> DATA RECORDS

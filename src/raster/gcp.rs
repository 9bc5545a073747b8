//! Raster ground control point support

use crate::errors::Result;
use crate::spatial_ref::SpatialRef;
use crate::Dataset;

/// A ground control point tying a pixel/line position to georeferenced coordinates.
#[derive(Clone, Debug, Default, PartialEq)]
pub struct Gcp {
    pub id: String,
    pub info: String,
    /// Column of the control point in the raster.
    pub pixel: f64,
    /// Row of the control point in the raster.
    pub line: f64,
    pub x: f64,
    pub y: f64,
    pub z: f64,
}

impl Gcp {
    pub fn new(id: &str, pixel: f64, line: f64, x: f64, y: f64) -> Self {
        Gcp {
            id: id.to_string(),
            pixel,
            line,
            x,
            y,
            ..Default::default()
        }
    }
}

impl Dataset {
    pub fn gcp_count(&self) -> Result<usize> {
        Ok(self.backend_gcps()?.len())
    }

    pub fn gcps(&self) -> Result<Vec<Gcp>> {
        self.backend_gcps()
    }

    /// Get output spatial reference system for GCPs.
    ///
    /// # Notes
    /// * This is separate and distinct from [`Dataset::spatial_ref`], and only applies to
    /// embedded GCPs.
    pub fn gcp_spatial_ref(&self) -> Result<Option<SpatialRef>> {
        match self.gcp_projection()? {
            Some(wkt) => SpatialRef::from_wkt(&wkt).map(Some),
            None => Ok(None),
        }
    }

    /// Get the projection definition string for the GCPs in this dataset.
    ///
    /// # Notes
    /// * This is separate and distinct from [`Dataset::projection`], and only applies to
    /// embedded GCPs.
    pub fn gcp_projection(&self) -> Result<Option<String>> {
        let wkt = self.backend_gcp_projection()?;
        Ok((!wkt.is_empty()).then_some(wkt))
    }

    /// Replaces the GCPs and their projection (WKT, may be empty).
    pub fn set_gcps(&mut self, gcps: &[Gcp], projection: &str) -> Result<()> {
        self.backend_set_gcps(gcps, projection)
    }
}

> WHAT THIS TASK INVOLVES
Beginning with the line that contains "pub fn set_gcps(&mut", each line of the records above through the last one must be printed word for word.

> EXERCISE OUTPUT
    pub fn set_gcps(&mut self, gcps: &[Gcp], projection: &str) -> Result<()> {
        self.backend_set_gcps(gcps, projection)
    }
}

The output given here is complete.